■ Work required
Look below for the line that contains "position on each tape.", then copy it and each following line exactly, through and including the line that contains "let k = def.arity();".

Data excerpts:
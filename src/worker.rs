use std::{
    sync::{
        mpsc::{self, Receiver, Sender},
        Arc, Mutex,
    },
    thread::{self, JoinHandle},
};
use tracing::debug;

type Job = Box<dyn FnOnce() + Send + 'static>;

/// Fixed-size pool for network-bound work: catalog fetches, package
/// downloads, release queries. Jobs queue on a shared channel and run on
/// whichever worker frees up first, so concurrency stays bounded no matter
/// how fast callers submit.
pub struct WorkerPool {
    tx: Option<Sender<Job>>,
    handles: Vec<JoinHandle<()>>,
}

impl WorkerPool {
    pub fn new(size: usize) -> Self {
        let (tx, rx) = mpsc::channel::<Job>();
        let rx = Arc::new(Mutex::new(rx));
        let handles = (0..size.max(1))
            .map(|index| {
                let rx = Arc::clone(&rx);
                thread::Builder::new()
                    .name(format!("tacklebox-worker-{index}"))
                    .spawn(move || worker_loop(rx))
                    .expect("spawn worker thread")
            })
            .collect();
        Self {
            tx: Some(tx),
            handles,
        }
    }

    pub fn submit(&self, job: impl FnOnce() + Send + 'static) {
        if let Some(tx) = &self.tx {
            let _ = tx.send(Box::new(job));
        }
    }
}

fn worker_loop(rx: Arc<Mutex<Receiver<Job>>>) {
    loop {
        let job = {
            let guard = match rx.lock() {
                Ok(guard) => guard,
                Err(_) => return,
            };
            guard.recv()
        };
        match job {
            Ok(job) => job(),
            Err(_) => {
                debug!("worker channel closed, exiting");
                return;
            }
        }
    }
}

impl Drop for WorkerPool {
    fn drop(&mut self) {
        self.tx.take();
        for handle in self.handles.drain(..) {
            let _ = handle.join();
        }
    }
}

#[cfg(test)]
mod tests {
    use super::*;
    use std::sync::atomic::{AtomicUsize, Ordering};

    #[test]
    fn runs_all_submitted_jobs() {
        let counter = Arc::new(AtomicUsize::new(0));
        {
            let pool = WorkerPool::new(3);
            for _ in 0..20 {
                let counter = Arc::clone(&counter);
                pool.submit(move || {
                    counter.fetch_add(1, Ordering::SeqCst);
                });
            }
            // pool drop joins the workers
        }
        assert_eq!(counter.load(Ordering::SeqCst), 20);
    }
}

...

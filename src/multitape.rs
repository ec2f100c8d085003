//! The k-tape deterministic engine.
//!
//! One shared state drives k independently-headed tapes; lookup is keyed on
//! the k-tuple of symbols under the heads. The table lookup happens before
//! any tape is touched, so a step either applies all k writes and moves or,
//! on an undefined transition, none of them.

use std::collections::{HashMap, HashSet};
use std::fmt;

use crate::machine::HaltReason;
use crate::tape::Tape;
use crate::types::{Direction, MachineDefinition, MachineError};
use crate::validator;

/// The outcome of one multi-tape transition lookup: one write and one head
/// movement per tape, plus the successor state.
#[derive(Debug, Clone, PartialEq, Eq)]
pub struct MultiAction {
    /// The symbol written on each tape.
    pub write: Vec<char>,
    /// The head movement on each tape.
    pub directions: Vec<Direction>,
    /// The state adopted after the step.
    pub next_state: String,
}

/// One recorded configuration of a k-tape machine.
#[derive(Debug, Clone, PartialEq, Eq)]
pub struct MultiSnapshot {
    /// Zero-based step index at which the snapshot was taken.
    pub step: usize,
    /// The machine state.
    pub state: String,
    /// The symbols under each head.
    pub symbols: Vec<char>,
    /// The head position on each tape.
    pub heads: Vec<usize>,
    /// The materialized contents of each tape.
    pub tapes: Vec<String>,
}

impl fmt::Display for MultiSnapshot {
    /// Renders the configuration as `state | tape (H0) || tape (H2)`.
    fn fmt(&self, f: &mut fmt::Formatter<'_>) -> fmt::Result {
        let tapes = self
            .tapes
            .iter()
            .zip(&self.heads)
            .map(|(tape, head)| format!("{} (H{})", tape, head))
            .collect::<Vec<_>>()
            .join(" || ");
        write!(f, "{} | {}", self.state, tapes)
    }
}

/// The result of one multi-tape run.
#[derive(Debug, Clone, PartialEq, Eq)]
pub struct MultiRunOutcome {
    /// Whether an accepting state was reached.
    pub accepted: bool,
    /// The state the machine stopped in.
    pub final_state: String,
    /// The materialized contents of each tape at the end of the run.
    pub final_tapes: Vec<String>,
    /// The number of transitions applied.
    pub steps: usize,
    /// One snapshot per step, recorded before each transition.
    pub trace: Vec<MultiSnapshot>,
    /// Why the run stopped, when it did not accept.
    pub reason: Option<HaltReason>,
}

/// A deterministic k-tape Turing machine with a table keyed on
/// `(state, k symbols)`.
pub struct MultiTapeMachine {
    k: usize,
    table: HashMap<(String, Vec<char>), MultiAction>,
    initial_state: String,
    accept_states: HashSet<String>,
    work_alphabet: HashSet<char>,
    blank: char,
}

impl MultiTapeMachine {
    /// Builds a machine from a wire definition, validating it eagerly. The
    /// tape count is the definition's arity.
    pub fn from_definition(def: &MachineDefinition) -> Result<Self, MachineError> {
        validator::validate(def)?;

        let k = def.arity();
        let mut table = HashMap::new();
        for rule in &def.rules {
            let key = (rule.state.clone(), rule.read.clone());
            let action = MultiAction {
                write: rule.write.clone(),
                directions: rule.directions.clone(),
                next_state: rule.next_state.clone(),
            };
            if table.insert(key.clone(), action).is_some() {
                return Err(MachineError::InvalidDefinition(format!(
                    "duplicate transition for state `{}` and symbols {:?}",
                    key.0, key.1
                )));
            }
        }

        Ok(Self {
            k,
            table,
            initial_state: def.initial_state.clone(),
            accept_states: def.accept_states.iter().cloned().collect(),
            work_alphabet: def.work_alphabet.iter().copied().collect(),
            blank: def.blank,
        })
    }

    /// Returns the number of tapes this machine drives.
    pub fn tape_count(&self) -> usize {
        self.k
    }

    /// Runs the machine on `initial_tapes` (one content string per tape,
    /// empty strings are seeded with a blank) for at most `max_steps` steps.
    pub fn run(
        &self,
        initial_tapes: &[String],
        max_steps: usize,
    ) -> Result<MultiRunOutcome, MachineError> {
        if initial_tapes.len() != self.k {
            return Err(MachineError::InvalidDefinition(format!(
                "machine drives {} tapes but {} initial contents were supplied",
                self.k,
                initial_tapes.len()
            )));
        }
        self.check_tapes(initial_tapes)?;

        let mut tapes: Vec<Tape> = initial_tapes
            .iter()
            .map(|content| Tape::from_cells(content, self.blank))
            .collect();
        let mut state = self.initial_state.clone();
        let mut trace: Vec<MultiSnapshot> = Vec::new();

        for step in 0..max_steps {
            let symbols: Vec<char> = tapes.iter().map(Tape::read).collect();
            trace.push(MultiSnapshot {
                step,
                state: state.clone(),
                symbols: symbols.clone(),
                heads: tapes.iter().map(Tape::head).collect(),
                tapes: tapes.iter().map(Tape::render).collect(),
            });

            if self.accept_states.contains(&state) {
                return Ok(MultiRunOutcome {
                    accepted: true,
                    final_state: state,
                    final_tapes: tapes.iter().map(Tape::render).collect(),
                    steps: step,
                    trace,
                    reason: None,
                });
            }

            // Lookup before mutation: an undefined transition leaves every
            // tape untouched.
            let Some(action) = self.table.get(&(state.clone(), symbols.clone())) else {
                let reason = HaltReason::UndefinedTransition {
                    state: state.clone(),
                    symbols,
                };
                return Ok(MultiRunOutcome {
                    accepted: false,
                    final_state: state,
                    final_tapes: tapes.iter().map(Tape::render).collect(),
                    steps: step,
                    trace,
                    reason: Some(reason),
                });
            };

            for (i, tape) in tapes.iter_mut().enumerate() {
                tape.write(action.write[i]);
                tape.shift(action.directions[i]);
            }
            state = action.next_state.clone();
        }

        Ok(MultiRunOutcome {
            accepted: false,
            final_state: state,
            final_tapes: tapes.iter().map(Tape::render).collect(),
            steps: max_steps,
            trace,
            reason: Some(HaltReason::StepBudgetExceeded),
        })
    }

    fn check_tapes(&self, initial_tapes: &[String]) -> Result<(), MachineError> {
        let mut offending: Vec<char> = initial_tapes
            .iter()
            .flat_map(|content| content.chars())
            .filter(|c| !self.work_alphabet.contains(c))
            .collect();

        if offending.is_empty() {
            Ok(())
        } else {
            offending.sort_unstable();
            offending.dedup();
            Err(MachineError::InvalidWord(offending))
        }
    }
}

■ Result below
    /// The head position on each tape.
    pub heads: Vec<usize>,
    /// The materialized contents of each tape.
    pub tapes: Vec<String>,
}

impl fmt::Display for MultiSnapshot {
    /// Renders the configuration as `state | tape (H0) || tape (H2)`.
    fn fmt(&self, f: &mut fmt::Formatter<'_>) -> fmt::Result {
        let tapes = self
            .tapes
            .iter()
            .zip(&self.heads)
            .map(|(tape, head)| format!("{} (H{})", tape, head))
            .collect::<Vec<_>>()
            .join(" || ");
        write!(f, "{} | {}", self.state, tapes)
    }
}

/// The result of one multi-tape run.
#[derive(Debug, Clone, PartialEq, Eq)]
pub struct MultiRunOutcome {
    /// Whether an accepting state was reached.
    pub accepted: bool,
    /// The state the machine stopped in.
    pub final_state: String,
    /// The materialized contents of each tape at the end of the run.
    pub final_tapes: Vec<String>,
    /// The number of transitions applied.
    pub steps: usize,
    /// One snapshot per step, recorded before each transition.
    pub trace: Vec<MultiSnapshot>,
    /// Why the run stopped, when it did not accept.
    pub reason: Option<HaltReason>,
}

/// A deterministic k-tape Turing machine with a table keyed on
/// `(state, k symbols)`.
pub struct MultiTapeMachine {
    k: usize,
    table: HashMap<(String, Vec<char>), MultiAction>,
    initial_state: String,
    accept_states: HashSet<String>,
    work_alphabet: HashSet<char>,
    blank: char,
}

impl MultiTapeMachine {
    /// Builds a machine from a wire definition, validating it eagerly. The
    /// tape count is the definition's arity.
    pub fn from_definition(def: &MachineDefinition) -> Result<Self, MachineError> {
        validator::validate(def)?;

        let k = def.arity();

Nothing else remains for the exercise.